103. Aussi ceux qui veulent sincèrement parvenir à ces fins renoncent d’abord à la curiosité. Ils savent que la seule véritable science est intérieure et ils s’y attachent autant qu’ils le peuvent en cette vie. Puis sans obstination aucune, ils acquièrent la liberté d’action la plus complète : ils savent qu’on remporte une victoire plus noble et plus facile en ne résistant pas à la colère : ils le font aussi, autant du moins qu’ils le peuvent en cette vie ; ils goûtent enfin le repos même corporel en s’abstenant de tout ce qui n’est pas indispensable en ce monde : de cette manière ils ressentent combien le Seigneur est doux. Ils n’ignorent pas ce qui arrive au-delà du tombeau et ils se soutiennent par la foi, l’espérance et l’amour de leur bonheur complet. La science même sera parfaite après cette vie : elle est ici-bas incomplète, mais lorsque ce qui est parfait sera venu, il n’y aura plus d’imperfection[1]. Ce sera aussi la paix la plus profonde. Maintenant la loi des membres combat en moi contre la loi de l’Esprit, mais nous serons délivrés de ce corps de mort, par la grâce de Dieu, en Notre-Seigneur Jésus-Christ[2]. Car nous nous entendons en grande partie avec notre adversaire, maintenant que nous voyageons avec lui[3]. Le corps même jouira d’une pleine santé, il sera sans besoin et sans fatigue, parce qu’au temps où s’accomplira la résurrection de la chair ces membres corruptibles seront revêtus d’incorruptibilité[4]. On ne doit pas s’étonner que tant de bonheur soit le partage de ceux qui dans l’étude n’ont aimé que la vérité, dans l’action que le repos, et dans le corps que la santé. Après cette vie ils auront, dans toute sa perfection, ce qu’ils ont préféré ici-bas.

CHAPITRE LIV.

LES TOURMENTS DES RÉPROUVÉS SONT EN RAPPORT AVEC LEURS VICES.

104. AÀ ceux donc qui abusent du don incomparable de l’Esprit et qui cherchent en dehors de lui les biens visibles dont la destination était de les porter à la contemplation et à l’amour des biens spirituels, à ceux-là sont réservées les ténèbres extérieures ; car elles ont déjà commencé pour eux dans la prudence de la chair et la dégradation des sens charnels. Ceux qui aiment la lutte seront privés de la paix et en proie aux plus redoutables difficultés ; car les plus grandes difficultés commencent dans les combats et les contestations.
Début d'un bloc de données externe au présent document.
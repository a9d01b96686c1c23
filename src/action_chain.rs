//! Runs a job's ordered step chain, recording a `StepLog` per step.

use std::collections::HashMap;

use chrono::{DateTime, FixedOffset};
use tracing::info;

use crate::config::HttpDefaults;
use crate::http_step::{self, Outcome};
use crate::types::{Job, RunStatus, Step, StepLog};

/// Result of executing a job's whole action chain.
#[derive(Debug, Clone)]
pub struct ChainResult {
    pub status: RunStatus,
    pub steps: Vec<StepLog>,
}

/// Execute every step of `job` in order against `local_now`, honoring each
/// step's `when` predicate and `continue_on_failure` flag. Stops at the
/// first hard failure unless that step tolerates it.
pub async fn run_chain(
    job: &Job,
    local_now: DateTime<FixedOffset>,
    defaults: &HttpDefaults,
    secrets: &HashMap<String, String>,
) -> ChainResult {
    use chrono::Timelike;
    let hour = local_now.hour();
    let minute = local_now.minute();

    let steps = job.as_steps();
    let mut logs = Vec::with_capacity(steps.len());
    let mut overall = RunStatus::Ok;

    for (index, step) in steps.iter().enumerate() {
        if step.step_type != "http" {
            logs.push(skipped_log(index, step, "skipped_unsupported"));
            continue;
        }

        if let Some(when) = &step.when {
            if !when.matches(hour, minute) {
                logs.push(skipped_log(index, step, "skipped_when"));
                continue;
            }
        }

        let job_retry = job.retry.as_ref();
        let retry = http_step::merged_retry(step.retry.as_ref(), job_retry, &defaults.retry);
        let timeout_sec = http_step::merged_timeout_sec(step, job.timeout_sec, defaults);

        let (outcome, info) = http_step::run_step(step, timeout_sec, &retry, secrets).await;

        let log = StepLog {
            index,
            name: step.display_name(),
            status: match outcome {
                Outcome::Ok => "ok".to_string(),
                Outcome::Error => "error".to_string(),
            },
            status_code: info.status_code,
            elapsed_ms: Some(info.elapsed_ms),
            attempts: Some(info.attempts),
            response_sample: info.response_sample,
            error: info.error.clone(),
        };
        logs.push(log);

        if outcome == Outcome::Error {
            info!(job_id = %job.job_id, step = index, error = ?info.error, "step failed");
            if !step.continue_on_failure {
                overall = RunStatus::Error;
                break;
            }
        }
    }

    ChainResult {
        status: overall,
        steps: logs,
    }
}

fn skipped_log(index: usize, step: &Step, status: &str) -> StepLog {
    StepLog {
        index,
        name: step.display_name(),
        status: status.to_string(),
        status_code: None,
        elapsed_ms: None,
        attempts: None,
        response_sample: None,
        error: None,
    }
}

#[cfg(test)]
mod tests {
    use super::*;
    use crate::types::{RetryOverride, Schedule, When};
    use chrono::TimeZone;

    fn base_job() -> Job {
        Job {
            job_id: "j1".into(),
            name: "job".into(),
            enabled: true,
            schedules: Some(vec![Schedule { hour: None, minute: 0 }]),
            hour: None,
            minute: 0,
            actions: None,
            method: "GET".into(),
            url: Some("http://127.0.0.1:1/unreachable".into()),
            headers: HashMap::new(),
            params: HashMap::new(),
            body: None,
            timeout_sec: Some(1),
            retry: Some(RetryOverride {
                retries: Some(0),
                delay_sec: Some(0.0),
                backoff: None,
            }),
            use_curl: false,
            use_cloudscraper: false,
        }
    }

    fn now() -> DateTime<FixedOffset> {
        FixedOffset::east_opt(0)
            .unwrap()
            .with_ymd_and_hms(2026, 7, 27, 9, 0, 0)
            .unwrap()
    }

    #[tokio::test]
    async fn unsupported_step_type_is_skipped_without_error() {
        let mut job = base_job();
        job.actions = Some(vec![Step {
            step_type: "shell".into(),
            name: Some("noop".into()),
            method: "GET".into(),
            url: None,
            headers: HashMap::new(),
            params: HashMap::new(),
            body: None,
            timeout_sec: None,
            retry: None,
            when: None,
            continue_on_failure: false,
            use_curl: false,
            use_cloudscraper: false,
        }]);
        let result = run_chain(&job, now(), &HttpDefaults::default(), &HashMap::new()).await;
        assert_eq!(result.status, RunStatus::Ok);
        assert_eq!(result.steps[0].status, "skipped_unsupported");
    }

    #[tokio::test]
    async fn when_predicate_mismatch_skips_step() {
        let mut job = base_job();
        job.actions = Some(vec![Step {
            step_type: "http".into(),
            name: Some("only at 3am".into()),
            method: "GET".into(),
            url: Some("http://127.0.0.1:1/x".into()),
            headers: HashMap::new(),
            params: HashMap::new(),
            body: None,
            timeout_sec: Some(1),
            retry: None,
            when: Some(When {
                hour_in: Some(vec![3]),
                minute_in: None,
            }),
            continue_on_failure: false,
            use_curl: false,
            use_cloudscraper: false,
        }]);
        let result = run_chain(&job, now(), &HttpDefaults::default(), &HashMap::new()).await;
        assert_eq!(result.steps[0].status, "skipped_when");
        assert_eq!(result.status, RunStatus::Ok);
    }

    #[tokio::test]
    async fn chain_aborts_on_first_hard_failure() {
        let mut job = base_job();
        job.actions = Some(vec![
            Step {
                step_type: "http".into(),
                name: Some("step1".into()),
                method: "GET".into(),
                url: Some("http://127.0.0.1:1/fails".into()),
                headers: HashMap::new(),
                params: HashMap::new(),
                body: None,
                timeout_sec: Some(1),
                retry: Some(RetryOverride {
                    retries: Some(0),
                    delay_sec: Some(0.0),
                    backoff: None,
                }),
                when: None,
                continue_on_failure: false,
                use_curl: false,
                use_cloudscraper: false,
            },
            Step {
                step_type: "http".into(),
                name: Some("step2 never runs".into()),
                method: "GET".into(),
                url: Some("http://127.0.0.1:1/never".into()),
                headers: HashMap::new(),
                params: HashMap::new(),
                body: None,
                timeout_sec: Some(1),
                retry: None,
                when: None,
                continue_on_failure: false,
                use_curl: false,
                use_cloudscraper: false,
            },
        ]);
        let result = run_chain(&job, now(), &HttpDefaults::default(), &HashMap::new()).await;
        assert_eq!(result.status, RunStatus::Error);
        assert_eq!(result.steps.len(), 1);
    }

    #[tokio::test]
    async fn continue_on_failure_runs_remaining_steps() {
        let mut job = base_job();
        job.actions = Some(vec![
            Step {
                step_type: "http".into(),
                name: Some("step1".into()),
                method: "GET".into(),
                url: Some("http://127.0.0.1:1/fails".into()),
                headers: HashMap::new(),
                params: HashMap::new(),
                body: None,
                timeout_sec: Some(1),
                retry: Some(RetryOverride {
                    retries: Some(0),
                    delay_sec: Some(0.0),
                    backoff: None,
                }),
                when: None,
                continue_on_failure: true,
                use_curl: false,
                use_cloudscraper: false,
            },
            Step {
                step_type: "shell".into(),
                name: Some("step2".into()),
                method: "GET".into(),
                url: None,
                headers: HashMap::new(),
                params: HashMap::new(),
                body: None,
                timeout_sec: None,
                retry: None,
                when: None,
                continue_on_failure: false,
                use_curl: false,
                use_cloudscraper: false,
            },
        ]);
        let result = run_chain(&job, now(), &HttpDefaults::default(), &HashMap::new()).await;
        assert_eq!(result.steps.len(), 2);
        assert_eq!(result.steps[1].status, "skipped_unsupported");
    }
}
C’est sans doute pour signifier ces difficultés, qu’il est ordonné de lier au coupable les pieds et les mains, c’est-à-dire de lui enlever toute liberté d’action. Pour ceux qui cherchent la faim et la soif, qui aiment à s’enflammer de coupables désirs et à se fatiguer, afin de goûter le plaisir du boire et du manger, des voluptés et du sommeil, ils aiment déjà la privation, c’est-à-dire le commencement de douleurs plus grandes. Ils auront donc complètement ce qu’ils ont aimé et pour séjour le lieu où ils s’abandonneront aux pleurs et aux grincements de dents[5].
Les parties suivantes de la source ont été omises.